• **EXERCISE AIM**:
Go through the records below and report each line with "working" in it.

[Opening GIVEN INFORMATION section]

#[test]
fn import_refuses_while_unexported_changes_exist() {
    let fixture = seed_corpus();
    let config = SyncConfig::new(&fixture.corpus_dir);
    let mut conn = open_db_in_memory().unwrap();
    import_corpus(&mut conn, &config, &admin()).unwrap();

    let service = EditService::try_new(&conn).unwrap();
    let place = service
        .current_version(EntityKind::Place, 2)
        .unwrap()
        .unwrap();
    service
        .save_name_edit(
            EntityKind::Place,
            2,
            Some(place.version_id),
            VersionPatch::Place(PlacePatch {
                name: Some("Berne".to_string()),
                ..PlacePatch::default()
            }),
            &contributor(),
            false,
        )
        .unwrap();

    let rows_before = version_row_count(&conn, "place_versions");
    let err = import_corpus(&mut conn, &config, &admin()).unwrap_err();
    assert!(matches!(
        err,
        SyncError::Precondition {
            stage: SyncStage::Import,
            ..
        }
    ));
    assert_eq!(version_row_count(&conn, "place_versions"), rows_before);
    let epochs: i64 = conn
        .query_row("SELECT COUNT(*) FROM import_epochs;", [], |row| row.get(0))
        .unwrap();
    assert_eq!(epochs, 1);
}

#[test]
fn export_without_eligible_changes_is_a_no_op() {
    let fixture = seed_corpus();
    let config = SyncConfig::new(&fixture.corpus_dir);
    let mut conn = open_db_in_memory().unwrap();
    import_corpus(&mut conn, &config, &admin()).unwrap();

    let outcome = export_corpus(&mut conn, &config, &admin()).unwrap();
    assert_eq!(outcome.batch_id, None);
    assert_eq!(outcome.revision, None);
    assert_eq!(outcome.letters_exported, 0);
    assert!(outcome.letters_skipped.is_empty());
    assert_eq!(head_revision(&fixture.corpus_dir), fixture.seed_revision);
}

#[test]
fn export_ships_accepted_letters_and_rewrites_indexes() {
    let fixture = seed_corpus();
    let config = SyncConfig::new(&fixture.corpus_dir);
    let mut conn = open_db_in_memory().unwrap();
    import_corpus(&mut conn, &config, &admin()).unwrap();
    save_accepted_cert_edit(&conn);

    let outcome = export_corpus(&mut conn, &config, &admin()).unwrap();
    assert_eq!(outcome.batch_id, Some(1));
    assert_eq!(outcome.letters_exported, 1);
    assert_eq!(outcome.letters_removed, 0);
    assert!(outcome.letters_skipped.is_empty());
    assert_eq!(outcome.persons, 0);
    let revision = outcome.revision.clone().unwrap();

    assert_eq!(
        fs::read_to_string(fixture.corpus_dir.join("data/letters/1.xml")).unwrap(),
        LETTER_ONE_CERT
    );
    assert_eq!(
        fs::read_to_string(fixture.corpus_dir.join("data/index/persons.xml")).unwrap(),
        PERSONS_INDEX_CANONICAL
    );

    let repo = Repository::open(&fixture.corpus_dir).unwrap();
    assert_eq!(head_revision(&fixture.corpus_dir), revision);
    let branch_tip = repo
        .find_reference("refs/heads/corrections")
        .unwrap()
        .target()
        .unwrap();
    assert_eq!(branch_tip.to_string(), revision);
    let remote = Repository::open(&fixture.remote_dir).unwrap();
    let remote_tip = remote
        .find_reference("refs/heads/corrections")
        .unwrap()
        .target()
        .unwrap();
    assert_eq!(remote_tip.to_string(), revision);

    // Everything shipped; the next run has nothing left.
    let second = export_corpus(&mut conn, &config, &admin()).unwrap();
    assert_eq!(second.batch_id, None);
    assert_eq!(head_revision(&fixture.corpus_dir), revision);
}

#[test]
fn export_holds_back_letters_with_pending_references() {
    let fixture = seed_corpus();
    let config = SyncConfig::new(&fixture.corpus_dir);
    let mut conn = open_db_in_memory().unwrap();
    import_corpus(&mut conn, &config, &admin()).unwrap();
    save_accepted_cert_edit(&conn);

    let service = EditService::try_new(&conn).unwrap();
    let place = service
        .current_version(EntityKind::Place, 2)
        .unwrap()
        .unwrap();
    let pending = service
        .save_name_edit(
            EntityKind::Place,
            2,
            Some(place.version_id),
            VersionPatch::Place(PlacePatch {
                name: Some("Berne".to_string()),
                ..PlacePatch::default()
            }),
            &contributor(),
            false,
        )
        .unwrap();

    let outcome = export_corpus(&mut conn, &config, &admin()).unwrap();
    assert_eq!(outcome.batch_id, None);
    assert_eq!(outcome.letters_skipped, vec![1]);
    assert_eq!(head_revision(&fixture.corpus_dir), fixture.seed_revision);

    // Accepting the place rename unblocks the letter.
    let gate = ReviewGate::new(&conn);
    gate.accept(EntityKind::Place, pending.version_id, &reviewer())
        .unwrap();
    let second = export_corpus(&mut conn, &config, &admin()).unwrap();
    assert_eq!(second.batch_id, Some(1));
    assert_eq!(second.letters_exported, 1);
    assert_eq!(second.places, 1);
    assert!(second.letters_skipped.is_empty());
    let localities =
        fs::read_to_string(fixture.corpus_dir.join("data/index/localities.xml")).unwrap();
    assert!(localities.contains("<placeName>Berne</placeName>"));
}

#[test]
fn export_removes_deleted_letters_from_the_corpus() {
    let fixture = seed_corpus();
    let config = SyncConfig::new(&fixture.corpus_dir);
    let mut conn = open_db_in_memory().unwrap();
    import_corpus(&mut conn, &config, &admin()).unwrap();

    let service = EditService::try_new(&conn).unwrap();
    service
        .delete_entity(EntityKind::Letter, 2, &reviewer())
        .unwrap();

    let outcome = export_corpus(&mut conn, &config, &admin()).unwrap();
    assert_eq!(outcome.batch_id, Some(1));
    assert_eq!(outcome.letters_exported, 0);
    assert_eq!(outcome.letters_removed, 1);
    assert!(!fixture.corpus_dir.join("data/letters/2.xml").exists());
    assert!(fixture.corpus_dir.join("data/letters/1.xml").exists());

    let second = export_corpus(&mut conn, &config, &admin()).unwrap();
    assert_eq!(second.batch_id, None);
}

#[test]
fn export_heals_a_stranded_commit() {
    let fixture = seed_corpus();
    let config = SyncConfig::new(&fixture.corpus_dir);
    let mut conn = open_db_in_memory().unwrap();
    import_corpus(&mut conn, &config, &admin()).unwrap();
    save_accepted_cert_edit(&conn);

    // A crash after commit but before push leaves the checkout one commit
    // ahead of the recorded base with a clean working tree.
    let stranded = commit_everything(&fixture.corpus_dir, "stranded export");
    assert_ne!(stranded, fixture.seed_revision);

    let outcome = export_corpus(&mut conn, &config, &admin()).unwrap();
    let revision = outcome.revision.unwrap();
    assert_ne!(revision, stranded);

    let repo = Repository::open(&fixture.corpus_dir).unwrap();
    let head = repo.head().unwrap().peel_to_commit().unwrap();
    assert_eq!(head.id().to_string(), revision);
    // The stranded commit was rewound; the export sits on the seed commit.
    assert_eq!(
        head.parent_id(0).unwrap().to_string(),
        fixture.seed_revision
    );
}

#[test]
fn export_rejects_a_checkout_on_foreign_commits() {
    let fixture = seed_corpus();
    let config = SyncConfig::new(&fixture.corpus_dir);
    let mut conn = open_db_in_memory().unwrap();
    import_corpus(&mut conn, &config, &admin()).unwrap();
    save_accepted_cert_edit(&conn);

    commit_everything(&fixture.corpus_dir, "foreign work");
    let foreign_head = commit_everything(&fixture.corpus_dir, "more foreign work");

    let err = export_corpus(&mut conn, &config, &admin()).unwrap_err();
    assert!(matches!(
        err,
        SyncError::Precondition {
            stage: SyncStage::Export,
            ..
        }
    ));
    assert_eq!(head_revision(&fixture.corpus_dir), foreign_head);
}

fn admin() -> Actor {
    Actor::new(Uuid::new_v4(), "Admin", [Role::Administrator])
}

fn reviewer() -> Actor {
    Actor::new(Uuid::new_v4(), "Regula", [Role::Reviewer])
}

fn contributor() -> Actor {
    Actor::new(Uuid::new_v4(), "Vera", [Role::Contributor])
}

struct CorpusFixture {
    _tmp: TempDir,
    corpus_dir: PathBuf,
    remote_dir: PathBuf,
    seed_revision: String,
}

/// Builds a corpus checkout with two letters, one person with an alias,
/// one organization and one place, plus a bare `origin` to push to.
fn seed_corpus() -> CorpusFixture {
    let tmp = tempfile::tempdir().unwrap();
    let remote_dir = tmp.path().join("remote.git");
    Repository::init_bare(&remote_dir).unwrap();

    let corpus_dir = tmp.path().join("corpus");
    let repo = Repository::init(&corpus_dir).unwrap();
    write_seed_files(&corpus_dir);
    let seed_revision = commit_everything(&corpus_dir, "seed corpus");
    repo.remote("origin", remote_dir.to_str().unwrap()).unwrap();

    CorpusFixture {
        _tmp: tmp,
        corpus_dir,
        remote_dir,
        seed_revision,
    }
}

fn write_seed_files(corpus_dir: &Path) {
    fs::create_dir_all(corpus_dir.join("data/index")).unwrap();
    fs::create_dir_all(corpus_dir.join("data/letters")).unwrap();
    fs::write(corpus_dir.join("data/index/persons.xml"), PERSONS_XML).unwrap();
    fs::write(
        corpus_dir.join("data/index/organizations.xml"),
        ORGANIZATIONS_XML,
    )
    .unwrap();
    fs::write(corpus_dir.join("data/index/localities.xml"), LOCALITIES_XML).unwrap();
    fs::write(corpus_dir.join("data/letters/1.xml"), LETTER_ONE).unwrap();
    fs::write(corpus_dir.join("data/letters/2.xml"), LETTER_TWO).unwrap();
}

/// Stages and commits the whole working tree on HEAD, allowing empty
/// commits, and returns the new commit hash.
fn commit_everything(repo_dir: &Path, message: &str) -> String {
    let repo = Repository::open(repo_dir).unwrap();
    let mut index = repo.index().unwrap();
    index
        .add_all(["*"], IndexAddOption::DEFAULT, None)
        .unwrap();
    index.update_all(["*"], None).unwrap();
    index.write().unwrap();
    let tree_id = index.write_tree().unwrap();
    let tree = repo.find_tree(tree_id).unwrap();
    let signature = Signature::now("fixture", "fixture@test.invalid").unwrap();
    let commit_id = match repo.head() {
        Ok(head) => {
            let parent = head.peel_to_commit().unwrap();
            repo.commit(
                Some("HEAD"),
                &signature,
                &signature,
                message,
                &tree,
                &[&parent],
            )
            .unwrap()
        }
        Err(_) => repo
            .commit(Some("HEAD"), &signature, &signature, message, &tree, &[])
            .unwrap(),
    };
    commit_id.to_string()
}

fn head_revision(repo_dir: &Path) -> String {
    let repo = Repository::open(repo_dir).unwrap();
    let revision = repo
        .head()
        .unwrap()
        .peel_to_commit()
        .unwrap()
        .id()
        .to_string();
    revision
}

[Closing GIVEN INFORMATION section]

• **TASK OUTPUT**:
    // ahead of the recorded base with a clean working tree.
/// Stages and commits the whole working tree on HEAD, allowing empty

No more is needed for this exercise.